*** Opening Given records ***

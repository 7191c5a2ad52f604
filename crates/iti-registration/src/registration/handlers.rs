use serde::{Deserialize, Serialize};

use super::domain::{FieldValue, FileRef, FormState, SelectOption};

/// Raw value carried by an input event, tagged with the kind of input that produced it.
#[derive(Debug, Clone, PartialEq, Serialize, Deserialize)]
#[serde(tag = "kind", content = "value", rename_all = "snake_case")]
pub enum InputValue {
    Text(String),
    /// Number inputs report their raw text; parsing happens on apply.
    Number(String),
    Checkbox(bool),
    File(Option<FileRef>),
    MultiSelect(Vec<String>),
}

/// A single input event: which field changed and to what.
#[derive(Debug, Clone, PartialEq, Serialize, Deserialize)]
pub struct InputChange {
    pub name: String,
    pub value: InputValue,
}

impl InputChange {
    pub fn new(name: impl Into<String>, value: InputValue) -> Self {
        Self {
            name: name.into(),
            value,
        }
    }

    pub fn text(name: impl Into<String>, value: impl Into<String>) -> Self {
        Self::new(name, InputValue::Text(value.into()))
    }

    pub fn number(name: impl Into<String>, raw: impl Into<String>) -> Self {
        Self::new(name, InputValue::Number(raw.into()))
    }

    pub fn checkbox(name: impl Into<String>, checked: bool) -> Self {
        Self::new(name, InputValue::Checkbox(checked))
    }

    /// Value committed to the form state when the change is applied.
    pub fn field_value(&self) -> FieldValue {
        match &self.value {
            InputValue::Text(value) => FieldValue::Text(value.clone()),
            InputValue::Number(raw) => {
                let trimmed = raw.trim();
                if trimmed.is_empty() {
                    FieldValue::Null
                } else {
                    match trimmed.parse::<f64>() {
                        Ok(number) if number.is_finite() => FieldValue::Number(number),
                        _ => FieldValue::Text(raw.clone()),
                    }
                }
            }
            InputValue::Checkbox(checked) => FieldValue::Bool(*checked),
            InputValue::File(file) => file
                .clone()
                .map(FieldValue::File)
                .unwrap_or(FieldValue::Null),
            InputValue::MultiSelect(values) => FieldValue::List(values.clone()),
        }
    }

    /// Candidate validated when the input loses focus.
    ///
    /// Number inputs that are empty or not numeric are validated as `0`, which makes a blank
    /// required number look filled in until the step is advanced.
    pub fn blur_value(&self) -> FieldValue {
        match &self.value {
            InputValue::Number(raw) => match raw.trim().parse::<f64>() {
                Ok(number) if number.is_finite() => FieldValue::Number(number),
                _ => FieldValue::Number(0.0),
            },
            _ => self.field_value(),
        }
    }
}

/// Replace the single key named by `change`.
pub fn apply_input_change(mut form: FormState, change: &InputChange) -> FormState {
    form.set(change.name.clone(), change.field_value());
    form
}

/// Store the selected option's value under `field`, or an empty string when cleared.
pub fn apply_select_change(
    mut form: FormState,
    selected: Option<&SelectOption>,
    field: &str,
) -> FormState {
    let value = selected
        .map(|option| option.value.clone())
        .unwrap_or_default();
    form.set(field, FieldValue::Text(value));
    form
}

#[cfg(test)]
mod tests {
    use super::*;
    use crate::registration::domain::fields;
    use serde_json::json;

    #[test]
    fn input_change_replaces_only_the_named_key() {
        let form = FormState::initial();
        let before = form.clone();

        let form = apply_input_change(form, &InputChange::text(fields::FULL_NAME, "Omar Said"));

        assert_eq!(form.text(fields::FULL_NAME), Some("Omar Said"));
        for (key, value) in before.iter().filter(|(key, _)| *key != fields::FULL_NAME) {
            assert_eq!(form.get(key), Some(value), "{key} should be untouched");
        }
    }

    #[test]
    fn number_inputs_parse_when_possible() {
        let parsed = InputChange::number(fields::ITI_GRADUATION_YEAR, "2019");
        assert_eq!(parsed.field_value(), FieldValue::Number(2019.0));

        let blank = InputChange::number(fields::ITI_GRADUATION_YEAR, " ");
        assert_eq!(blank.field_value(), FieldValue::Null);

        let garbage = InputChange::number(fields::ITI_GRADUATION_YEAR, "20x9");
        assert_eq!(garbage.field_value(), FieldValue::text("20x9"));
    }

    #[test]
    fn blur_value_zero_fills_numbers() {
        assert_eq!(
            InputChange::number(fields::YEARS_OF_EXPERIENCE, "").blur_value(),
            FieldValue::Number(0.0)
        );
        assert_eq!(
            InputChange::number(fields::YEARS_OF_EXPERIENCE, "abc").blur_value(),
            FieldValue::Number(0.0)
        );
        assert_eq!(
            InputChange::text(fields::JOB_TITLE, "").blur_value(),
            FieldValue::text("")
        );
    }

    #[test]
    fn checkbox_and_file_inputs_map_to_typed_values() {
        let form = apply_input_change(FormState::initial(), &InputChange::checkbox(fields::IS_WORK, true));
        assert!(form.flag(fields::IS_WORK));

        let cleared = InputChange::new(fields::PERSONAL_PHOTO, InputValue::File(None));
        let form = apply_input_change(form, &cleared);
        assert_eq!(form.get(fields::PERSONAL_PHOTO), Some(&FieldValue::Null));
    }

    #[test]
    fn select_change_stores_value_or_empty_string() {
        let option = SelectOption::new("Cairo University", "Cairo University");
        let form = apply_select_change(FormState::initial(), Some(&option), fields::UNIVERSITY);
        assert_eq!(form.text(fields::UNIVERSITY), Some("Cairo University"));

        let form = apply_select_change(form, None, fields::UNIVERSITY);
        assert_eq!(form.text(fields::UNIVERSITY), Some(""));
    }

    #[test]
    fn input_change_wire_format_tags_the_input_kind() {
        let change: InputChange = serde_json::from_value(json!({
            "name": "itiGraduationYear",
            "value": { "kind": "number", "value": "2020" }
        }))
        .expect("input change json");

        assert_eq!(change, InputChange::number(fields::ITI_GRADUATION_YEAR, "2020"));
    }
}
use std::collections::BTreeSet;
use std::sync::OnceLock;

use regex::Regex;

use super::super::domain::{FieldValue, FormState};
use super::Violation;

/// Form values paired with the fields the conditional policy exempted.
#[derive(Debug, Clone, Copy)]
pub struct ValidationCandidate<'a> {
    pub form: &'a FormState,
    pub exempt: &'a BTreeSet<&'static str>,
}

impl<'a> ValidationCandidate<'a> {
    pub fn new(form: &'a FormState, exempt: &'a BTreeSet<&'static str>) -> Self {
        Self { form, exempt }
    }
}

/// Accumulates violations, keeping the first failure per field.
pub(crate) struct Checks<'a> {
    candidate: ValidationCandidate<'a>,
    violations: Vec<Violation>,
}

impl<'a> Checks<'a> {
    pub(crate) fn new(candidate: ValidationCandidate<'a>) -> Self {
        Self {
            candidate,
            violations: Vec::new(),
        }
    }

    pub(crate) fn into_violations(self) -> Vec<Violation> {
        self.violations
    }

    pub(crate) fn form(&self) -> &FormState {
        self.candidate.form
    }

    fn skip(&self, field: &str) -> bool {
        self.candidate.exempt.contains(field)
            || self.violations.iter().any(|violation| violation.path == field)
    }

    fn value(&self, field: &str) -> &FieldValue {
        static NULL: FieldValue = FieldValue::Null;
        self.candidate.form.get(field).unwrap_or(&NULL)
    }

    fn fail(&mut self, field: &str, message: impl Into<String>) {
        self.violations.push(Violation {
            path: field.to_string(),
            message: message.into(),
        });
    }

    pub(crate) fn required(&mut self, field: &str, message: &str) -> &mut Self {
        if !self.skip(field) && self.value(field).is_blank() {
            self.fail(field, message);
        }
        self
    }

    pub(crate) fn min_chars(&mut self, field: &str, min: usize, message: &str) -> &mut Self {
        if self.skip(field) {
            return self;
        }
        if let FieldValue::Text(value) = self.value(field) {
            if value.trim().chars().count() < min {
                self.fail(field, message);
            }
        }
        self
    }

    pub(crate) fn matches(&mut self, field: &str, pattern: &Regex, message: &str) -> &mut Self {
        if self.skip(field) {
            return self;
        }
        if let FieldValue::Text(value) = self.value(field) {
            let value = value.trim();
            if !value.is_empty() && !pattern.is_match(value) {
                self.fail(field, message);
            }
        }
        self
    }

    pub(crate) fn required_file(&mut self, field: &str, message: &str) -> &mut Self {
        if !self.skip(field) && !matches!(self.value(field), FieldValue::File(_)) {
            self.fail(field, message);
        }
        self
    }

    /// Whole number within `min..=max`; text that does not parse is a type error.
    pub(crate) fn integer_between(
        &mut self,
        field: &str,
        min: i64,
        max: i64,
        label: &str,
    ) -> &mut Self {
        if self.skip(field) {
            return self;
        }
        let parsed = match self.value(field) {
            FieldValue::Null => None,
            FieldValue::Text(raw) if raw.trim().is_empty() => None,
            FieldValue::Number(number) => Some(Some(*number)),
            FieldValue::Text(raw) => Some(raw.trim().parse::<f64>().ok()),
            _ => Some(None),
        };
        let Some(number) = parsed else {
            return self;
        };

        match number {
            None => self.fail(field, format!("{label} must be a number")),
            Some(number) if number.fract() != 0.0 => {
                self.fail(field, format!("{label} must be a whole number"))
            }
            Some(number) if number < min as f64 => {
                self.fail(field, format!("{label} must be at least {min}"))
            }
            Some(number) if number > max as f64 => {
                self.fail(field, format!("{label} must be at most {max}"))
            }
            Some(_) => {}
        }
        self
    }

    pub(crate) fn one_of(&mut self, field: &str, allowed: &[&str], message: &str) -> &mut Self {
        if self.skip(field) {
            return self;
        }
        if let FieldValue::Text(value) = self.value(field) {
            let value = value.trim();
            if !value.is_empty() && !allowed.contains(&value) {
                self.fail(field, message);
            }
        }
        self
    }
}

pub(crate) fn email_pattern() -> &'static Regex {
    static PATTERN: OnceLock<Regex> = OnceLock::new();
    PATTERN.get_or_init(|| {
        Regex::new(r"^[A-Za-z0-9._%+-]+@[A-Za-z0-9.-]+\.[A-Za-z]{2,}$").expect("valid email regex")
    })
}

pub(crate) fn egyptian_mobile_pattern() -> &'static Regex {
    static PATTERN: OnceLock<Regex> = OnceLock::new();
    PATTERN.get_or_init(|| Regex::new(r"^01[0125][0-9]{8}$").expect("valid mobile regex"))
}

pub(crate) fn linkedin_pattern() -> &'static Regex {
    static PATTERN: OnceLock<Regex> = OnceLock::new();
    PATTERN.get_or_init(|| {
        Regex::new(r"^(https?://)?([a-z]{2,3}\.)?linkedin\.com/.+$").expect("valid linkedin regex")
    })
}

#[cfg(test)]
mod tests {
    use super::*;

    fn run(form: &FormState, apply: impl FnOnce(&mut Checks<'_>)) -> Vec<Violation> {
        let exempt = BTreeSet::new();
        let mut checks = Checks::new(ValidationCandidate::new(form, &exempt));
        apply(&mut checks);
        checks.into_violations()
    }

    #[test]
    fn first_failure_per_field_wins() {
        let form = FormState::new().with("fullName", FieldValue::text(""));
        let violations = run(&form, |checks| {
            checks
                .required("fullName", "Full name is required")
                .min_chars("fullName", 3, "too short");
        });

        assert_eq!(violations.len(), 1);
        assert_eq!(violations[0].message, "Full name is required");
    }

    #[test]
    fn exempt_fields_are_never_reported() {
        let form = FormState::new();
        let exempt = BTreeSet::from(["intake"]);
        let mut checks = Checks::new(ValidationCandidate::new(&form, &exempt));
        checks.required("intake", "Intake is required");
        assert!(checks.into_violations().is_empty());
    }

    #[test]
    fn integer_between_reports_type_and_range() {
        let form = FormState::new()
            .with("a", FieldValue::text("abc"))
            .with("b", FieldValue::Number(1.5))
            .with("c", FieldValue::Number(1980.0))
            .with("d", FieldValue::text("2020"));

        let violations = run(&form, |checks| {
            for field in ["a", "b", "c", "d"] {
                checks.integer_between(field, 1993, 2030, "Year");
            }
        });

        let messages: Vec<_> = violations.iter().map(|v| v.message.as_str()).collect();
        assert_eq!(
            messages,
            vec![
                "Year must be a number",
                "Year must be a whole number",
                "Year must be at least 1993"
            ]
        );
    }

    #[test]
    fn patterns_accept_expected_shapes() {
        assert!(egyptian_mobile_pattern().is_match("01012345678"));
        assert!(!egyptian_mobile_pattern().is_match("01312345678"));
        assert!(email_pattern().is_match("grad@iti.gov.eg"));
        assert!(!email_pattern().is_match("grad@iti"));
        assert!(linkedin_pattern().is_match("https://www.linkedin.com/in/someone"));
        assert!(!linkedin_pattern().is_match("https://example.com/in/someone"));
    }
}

*** Closing Given records ***

*What you are asked to do*. Show the lines of the entries that include the string "Said", copying each in full.

*Response*.
        let form = apply_input_change(form, &InputChange::text(fields::FULL_NAME, "Omar Said"));
        assert_eq!(form.text(fields::FULL_NAME), Some("Omar Said"));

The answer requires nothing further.